44. Комната Аргана. Эскиз декорации к комедии Ж.-Б. Мольера «Мнимый Больной». 1912
Комната Аргана полна бытовой характерности, «обжитости». Комната, в которой не играют, а именно живут. Такое впечатление усиливается благодаря множеству предметов обихода, «населяющих» ее. Различные весы, коробки, узелки, штофы, сундук, грелки, половая щетка, лопата, зеркальце, звонок, подсвечник битой меди, с которым Арган ходит в нужник, стульчак, глиняный горшок — все это сделано по специальным рисункам художника. Трудно представить себе более естественную обстановку для опустившегося, испуганно ушедшего в созерцание своих недугов, обрюзгшего и неряшливого человека с бледно-розовым лицом, проводящего половину жизни держась за живот. Таким предстает «мнимый больной» на одном из рисунков — голова и шея повязаны канаусовым платком, теплая кофта, короткие бархатные панталоны, сваливающиеся шерстяные чулки. Сопоставление этого эскиза костюма с известными фотографиями, запечатлевшими Аргана — Станиславского, показывает не только пластическую точность предложенного художником решения роли, но также силу его воздействия на образ, созданный актером на сцене. Так художник помогает актерам войти в образ, а режиссёру — проверить свою систему. Бесспорно: в том, что роль Аргана стала высшим актерским достижением Станиславского — немалая заслуга его сопостановщика и художника спектакля.
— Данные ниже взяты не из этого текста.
//! Figure catalog built once per ingestion.
//!
//! Image files follow the extraction bundle's naming scheme
//! `page_{page}_img_{index}_{ordinal}.png`. The catalog is an explicit
//! list sorted by ordinal, so "the N-th image" never depends on directory
//! listing order.
//!
//! Files are skipped when their name contains `table`, when they are
//! smaller than the configured minimum size, or when they are blank
//! (every RGB channel of every pixel ≥ 250). A file that cannot be decoded
//! is skipped with a warning; it never fails the ingestion.

use std::path::Path;

use anyhow::Result;
use once_cell::sync::Lazy;
use regex::Regex;
use serde::{Deserialize, Serialize};
use tracing::{debug, warn};
use walkdir::WalkDir;

use crate::config::ExtractionConfig;
use crate::models::{ImageRecord, RoutingDecision};

static IMAGE_NAME: Lazy<Regex> = Lazy::new(|| {
    Regex::new(r"^page_(\d+)_img_(\d+)_(\d+)\.png$").expect("static regex")
});

/// Returned in place of a description when the sidecar has no block for an image.
pub const DESCRIPTION_NOT_FOUND: &str = "image description not found";

/// `(page, index, ordinal)` encoded in an image file name.
pub fn parse_image_name(name: &str) -> Option<(u32, u32, u32)> {
    let caps = IMAGE_NAME.captures(name)?;
    Some((
        caps[1].parse().ok()?,
        caps[2].parse().ok()?,
        caps[3].parse().ok()?,
    ))
}

pub fn image_file_name(page: u32, index: u32, ordinal: u32) -> String {
    format!("page_{}_img_{}_{}.png", page, index, ordinal)
}

/// Wrap a description in its page/image tags.
pub fn description_block(page: u32, index: u32, text: &str) -> String {
    format!(
        "<PAGE_{p}_IMAGE_{i}>\n{text}\n</PAGE_{p}_IMAGE_{i}>\n",
        p = page,
        i = index,
        text = text.trim()
    )
}

/// Text inside the `<PAGE_p_IMAGE_i>…</PAGE_p_IMAGE_i>` block, trimmed.
pub fn extract_description(descriptions: &str, page: u32, index: u32) -> Option<String> {
    let open = format!("<PAGE_{}_IMAGE_{}>", page, index);
    let close = format!("</PAGE_{}_IMAGE_{}>", page, index);
    let start = descriptions.find(&open)? + open.len();
    let len = descriptions[start..].find(&close)?;
    let text = descriptions[start..start + len].trim();
    (!text.is_empty()).then(|| text.to_string())
}

/// Size thresholds applied while scanning the image directory.
#[derive(Debug, Clone, Copy)]
pub struct ImageFilter {
    pub min_width: u32,
    pub min_height: u32,
}

impl ImageFilter {
    pub fn from_config(config: &ExtractionConfig) -> Self {
        Self {
            min_width: config.min_image_width,
            min_height: config.min_image_height,
        }
    }
}

/// Stored figures of the loaded document, in ordinal order.
#[derive(Debug, Clone, Default, Serialize, Deserialize)]
pub struct ImageCatalog {
    records: Vec<ImageRecord>,
}

impl ImageCatalog {
    pub fn new(mut records: Vec<ImageRecord>) -> Self {
        records.sort_by_key(|r| (r.ordinal, r.page, r.index));
        Self { records }
    }

    /// Scan `root/images` and attach descriptions from `descriptions`.
    ///
    /// Record paths are relative to `root` (e.g. `images/page_1_img_1_1.png`).
    pub fn scan(root: &Path, filter: ImageFilter, descriptions: &str) -> Result<Self> {
        let dir = root.join("images");
        if !dir.is_dir() {
            return Ok(Self::default());
        }

        let mut records = Vec::new();
        for entry in WalkDir::new(&dir).min_depth(1).max_depth(1) {
            let entry = entry?;
            if !entry.file_type().is_file() {
                continue;
            }
            let name = entry.file_name().to_string_lossy().to_string();
            if name.contains("table") {
                debug!(file = %name, "skipping table image");
                continue;
            }
            let Some((page, index, ordinal)) = parse_image_name(&name) else {
                debug!(file = %name, "skipping file with unrecognised name");
                continue;
            };

            let img = match image::open(entry.path()) {
                Ok(img) => img,
                Err(e) => {
                    warn!(file = %name, error = %e, "skipping undecodable image");
                    continue;
                }
            };
            let (width, height) = (img.width(), img.height());
            if width < filter.min_width || height < filter.min_height {
                debug!(file = %name, width, height, "skipping small image");
                continue;
            }
            if is_blank(&img) {
                debug!(file = %name, "skipping blank image");
                continue;
            }

            records.push(ImageRecord {
                page,
                index,
                ordinal,
                path: format!("images/{}", name),
                width,
                height,
                description: extract_description(descriptions, page, index),
            });
        }

        Ok(Self::new(records))
    }

    pub fn records(&self) -> &[ImageRecord] {
        &self.records
    }

    pub fn len(&self) -> usize {
        self.records.len()
    }

    pub fn is_empty(&self) -> bool {
        self.records.is_empty()
    }

    /// The N-th image of the document (1-based).
    pub fn by_ordinal(&self, n: u32) -> Option<&ImageRecord> {
        let n = usize::try_from(n).ok()?;
        n.checked_sub(1).and_then(|i| self.records.get(i))
    }

    /// Image `index` on `page`.
    pub fn by_page(&self, page: u32, index: u32) -> Option<&ImageRecord> {
        self.records
            .iter()
            .find(|r| r.page == page && r.index == index)
    }

    /// The record a routing decision points at, if any.
    pub fn resolve(&self, decision: &RoutingDecision) -> Option<&ImageRecord> {
        if !decision.is_image_question || decision.ordinal == 0 {
            return None;
        }
        if decision.page == 0 {
            self.by_ordinal(decision.ordinal)
        } else {
            self.by_page(decision.page, decision.ordinal)
        }
    }

    /// Attach descriptions from a (re)generated sidecar.
    pub fn attach_descriptions(&mut self, descriptions: &str) {
        for r in &mut self.records {
            r.description = extract_description(descriptions, r.page, r.index);
        }
    }
}

fn is_blank(img: &image::DynamicImage) -> bool {
    img.to_rgb8()
        .pixels()
        .all(|p| p.0.iter().all(|&c| c >= 250))
}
47. «Мнимый больной» Ж.-Б. Мольера. Эскиз костюма Аргана — К. С. Станиславского. 1912
Особенно большой простор фантазии Бенуа давали финальная интермедия и апофеоз. (Не эти ли возможности и привлекали его в первую очередь в «Мнимом больном» — не просто комедии, а комедии-балете?) На сцену врываются юноши в зеленых костюмах с красными полотнищами, и, словно по мановению волшебной палочки, обжитая комната исчезает, а на ее месте появляется огромный, залитый светом зал с мраморными бюстами великих медиков на высоких постаментах, под которыми торжественно восседают, в париках и черных мантиях, светила науки; разыгрывается шутовская, ошеломляющая глаз феерическими сочетаниями цвета церемония возведения Аргана в докторский сан. Здесь все остроумно и весело: амуры с серебряными крыльями, в жабо, высоких докторских шляпах и передниках, с огромными клистирами, напоминающими орудия пыток; в самом центре — из золота и серебра — парадный клистир…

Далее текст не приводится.